Situation née sous l’empire d’une loi ancienne : application immédiate aux effets futurs


Fiche complète par Pierre Déjean


Drapeau  Affaire C-439/23 (19/09/24) KV / Consiglio Nazionale delle Ricerche (CNR)

CURIA – Documents (europa.eu)

L’arrêt et les parties  :

L’arrêt concerne une demande de décision préjudicielle au titre de l’article 267 TFUE, introduite par le Tribunale civile di Padova (tribunal civil de Padoue, Italie), par décision du 22 juin 2023, parvenue à la Cour le 13 juillet 2023, dans la procédure

les parties sont : Consiglio Nazionale delle Ricerche(CNR) – contre KV

Le droit applicable au litige :

Droit de l’Union 

Directive 1999/70/CE du 28 juin 1999 concernant l’accord-cadre CES, UNICE et CEEP sur le travail à durée déterminée. Directive – 1999/70 – EN – EUR-Lex (europa.eu)

Droit Italien :

L’article 6,paragraphe 1 du décret législatif no 368 relatif à la mise en œuvre de la directive[1999/70]), du 6 septembre 2001 (GURI no 235, du 9 octobre 2001, p. 4), qui a transposé la directive 1999/70 dans l’ordre juridique italien.

Faits et procédure :

Résumé  :

KV a été employé par le CNR (personne morale de droit public) dans le cadre de trois contrats de travail à durée déterminée du 2 novembre 1993 au 30 septembre 2001 en tant que technologue et chercheur.
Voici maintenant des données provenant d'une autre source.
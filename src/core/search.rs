use crate::core::facets::LISTING_ROOT;
use crate::core::tdsp;
use crate::core::zip_mapper::ZipMapper;
use crate::domain::model::{City, TdspCode, ZipCodeMapping};
use crate::utils::error::{AppError, Result};
use crate::utils::validation::sanitize_query;
use serde::Serialize;

pub const MAX_QUERY_LEN: usize = 100;
pub const DEFAULT_SUGGESTIONS: usize = 8;

#[derive(Debug, Clone, Copy, PartialEq, Eq, Serialize)]
#[serde(rename_all = "lowercase")]
pub enum ResultKind {
    Zip,
    City,
}

#[derive(Debug, Clone, PartialEq, Serialize)]
pub struct SearchResult {
    pub kind: ResultKind,
    pub label: String,
    #[serde(skip_serializing_if = "Option::is_none")]
    pub zip: Option<String>,
    #[serde(skip_serializing_if = "Option::is_none")]
    pub city_slug: Option<String>,
    pub tdsp: Option<TdspCode>,
    pub deregulated: bool,
    /// Listing page, only for places with retail choice.
    #[serde(skip_serializing_if = "Option::is_none")]
    pub url: Option<String>,
}

#[derive(Debug, Clone, PartialEq, Serialize)]
pub struct Suggestion {
    pub kind: ResultKind,
    pub label: String,
    pub value: String,
}

#[derive(Debug, Clone, Serialize)]
pub struct AreaCity {
    pub name: String,
    pub slug: String,
    pub zip_count: usize,
    pub url: String,
}

#[derive(Debug, Clone, Serialize)]
pub struct AreaGroup {
    pub tdsp: TdspCode,
    pub name: &'static str,
    pub zip_count: usize,
    pub cities: Vec<AreaCity>,
}

/// Read-only view over the mapper's cities and ZIPs, built once at startup.
pub struct SearchIndex {
    cities: Vec<City>,
    zips: Vec<ZipCodeMapping>,
}

fn listing_url(slug: &str) -> String {
    format!("{}/{}", LISTING_ROOT, slug)
}

fn city_result(city: &City) -> SearchResult {
    SearchResult {
        kind: ResultKind::City,
        label: format!("{}, TX", city.name),
        zip: None,
        city_slug: Some(city.slug.clone()),
        tdsp: city.tdsp,
        deregulated: city.deregulated,
        url: city.deregulated.then(|| listing_url(&city.slug)),
    }
}

fn zip_result(mapping: &ZipCodeMapping) -> SearchResult {
    let label = match &mapping.city {
        Some(city) => format!("{} ({}, TX)", mapping.zip, city),
        None => mapping.zip.clone(),
    };
    SearchResult {
        kind: ResultKind::Zip,
        label,
        zip: Some(mapping.zip.clone()),
        city_slug: mapping.city_slug.clone(),
        tdsp: mapping.tdsp,
        deregulated: mapping.deregulated,
        url: mapping
            .city_slug
            .as_deref()
            .filter(|_| mapping.deregulated)
            .map(listing_url),
    }
}

/// `75201` or `75201-1234`.
fn is_zip_query(query: &str) -> bool {
    let digits = |part: &str, len: usize| part.len() == len && part.bytes().all(|b| b.is_ascii_digit());
    match query.split_once('-') {
        Some((zip, plus4)) => digits(zip, 5) && digits(plus4, 4),
        None => digits(query, 5),
    }
}

impl SearchIndex {
    pub fn build(mapper: &ZipMapper) -> Self {
        Self {
            cities: mapper.cities(),
            zips: mapper.entries(),
        }
    }

    pub fn cities(&self) -> &[City] {
        &self.cities
    }

    pub fn city_by_slug(&self, slug: &str) -> Option<&City> {
        self.cities.iter().find(|c| c.slug == slug)
    }

    /// Cities whose name starts with the query rank ahead of those merely
    /// containing it; ties are alphabetical.
    fn match_cities(&self, needle: &str) -> Vec<&City> {
        let needle = needle.to_lowercase();
        let mut hits: Vec<(bool, &City)> = self
            .cities
            .iter()
            .filter_map(|c| {
                let name = c.name.to_lowercase();
                if name.starts_with(&needle) {
                    Some((false, c))
                } else if name.contains(&needle) || c.slug.contains(&needle.replace(' ', "-")) {
                    Some((true, c))
                } else {
                    None
                }
            })
            .collect();
        hits.sort_by(|a, b| a.0.cmp(&b.0).then_with(|| a.1.name.cmp(&b.1.name)));
        hits.into_iter().map(|(_, c)| c).collect()
    }

    pub fn search(&self, mapper: &ZipMapper, query: &str, limit: usize) -> Result<Vec<SearchResult>> {
        let query = sanitize_query("q", query, MAX_QUERY_LEN)?;
        let digits_only = query.bytes().all(|b| b.is_ascii_digit());

        if is_zip_query(&query) {
            return match mapper.resolve(&query) {
                Ok(mapping) => Ok(vec![zip_result(&mapping)]),
                Err(AppError::NotTexas { zip }) => {
                    tracing::debug!("Search for out-of-state ZIP {}", zip);
                    Ok(Vec::new())
                }
                Err(e) => Err(e),
            };
        }

        if digits_only {
            // 1-2 digits or more than 5 cannot narrow to a ZIP
            if !(3..5).contains(&query.len()) {
                return Ok(Vec::new());
            }
            return Ok(self
                .zips
                .iter()
                .filter(|m| m.zip.starts_with(&query))
                .take(limit)
                .map(zip_result)
                .collect());
        }

        Ok(self
            .match_cities(&query)
            .into_iter()
            .take(limit)
            .map(city_result)
            .collect())
    }

    pub fn autocomplete(&self, prefix: &str, limit: usize) -> Result<Vec<Suggestion>> {
        let prefix = sanitize_query("q", prefix, MAX_QUERY_LEN)?;

        if prefix.bytes().all(|b| b.is_ascii_digit()) {
            return Ok(self
                .zips
                .iter()
                .filter(|m| m.zip.starts_with(&prefix))
                .take(limit)
                .map(|m| Suggestion {
                    kind: ResultKind::Zip,
                    label: zip_result(m).label,
                    value: m.zip.clone(),
                })
                .collect());
        }

        let lowered = prefix.to_lowercase();
        Ok(self
            .cities
            .iter()
            .filter(|c| c.name.to_lowercase().starts_with(&lowered))
            .take(limit)
            .map(|c| Suggestion {
                kind: ResultKind::City,
                label: format!("{}, TX", c.name),
                value: c.slug.clone(),
            })
            .collect())
    }

    /// Deregulated cities grouped by wires utility, in registry order.
    pub fn deregulated_areas(&self, filter: Option<TdspCode>) -> Vec<AreaGroup> {
        TdspCode::all()
            .iter()
            .filter(|code| filter.is_none_or(|f| f == **code))
            .map(|code| {
                let cities: Vec<AreaCity> = self
                    .cities
                    .iter()
                    .filter(|c| c.deregulated && c.tdsp == Some(*code))
                    .map(|c| AreaCity {
                        name: c.name.clone(),
                        slug: c.slug.clone(),
                        zip_count: c.zips.len(),
                        url: listing_url(&c.slug),
                    })
                    .collect();
                AreaGroup {
                    tdsp: *code,
                    name: tdsp::info(*code).name,
                    zip_count: cities.iter().map(|c| c.zip_count).sum(),
                    cities,
                }
            })
            .collect()
    }
}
Après réussite à un concours, KV a été employé à durée indéterminée sur les mêmes tâches.

Le CNR n’a reconnu aucune ancienneté à KV au titre du travail accompli dans ses trois CDD conclus avant l’expiration du délai de transposition de la Directive 1999/70.

KV a saisi le Tribunale civile di Padova d’un recours visant à faire constater, en application de la clause 4 de l’accord cadre annexé à la Directive, son droit à l’ancienneté acquise au cours des CDD, ainsi que les augmentations de salaires correspondantes.

Le CNR argue de l’absence d’effet rétroactif de la Directive.

Le Tribunale civile di Padova pose une question préjudicielle sur la question de l’application de la Directive dans le temps.

Question préjudicielle reformulée par la Cour :

29 1 La clause 4 point 1 de l’accord cadre s’oppose t’elle à ce que l’ancienneté acquise au titre de CDD exécutés en tout ou partie avant l’expiration du délai de transposition ne soit pas prise en compte lors du recrutement en CDI après l’expiration du délai de transposition.

Principe de non-discrimination (clause 4)

1 Pour ce qui concerne les conditions d’emploi, les travailleurs à durée déterminée ne sont pas traités d’une manière moins favorable que les travailleurs à durée indéterminée comparables au seul motif qu’ils travaillent à durée déterminée, à moins qu’un traitement différent soit justifié par des raisons objectives.

4. Les critères de périodes d’ancienneté relatifs à des conditions particulières d’emploi sont les mêmes pour les travailleurs à durée déterminée que pour les travailleurs à durée indéterminée, sauf lorsque des critères de périodes d’ancienneté différents sont justifiées par des raisons objectives.

Raisonnement de la Cour :

30 La Cour doit donner une réponse utile L’interprétation utile donne une grande liberté à la Cour qui n’est pas strictement enserrée dans les termes du renvoi préjudiciel. L’utilité de la réponse prime l’appréciation littérale des termes du renvoi préjudiciel. Il s’agit d’une jurisprudence constante de la Cour. au juge national (procédure de coopération entre les juges nationaux et la Cour- article 267 TFUE). Elle doit donc interpréter toutes les dispostions du droit de l’union utiles aux juridictions nationales, mêmes si elles ne sont pas indiquées dans la décision de renvoi préjudiciel. (Voir arrêt du 21 décembre 2021, Skarb Państwa (Couverture de l’assurance automobile), C‑428/20, EU:C:2021:1043, point 24].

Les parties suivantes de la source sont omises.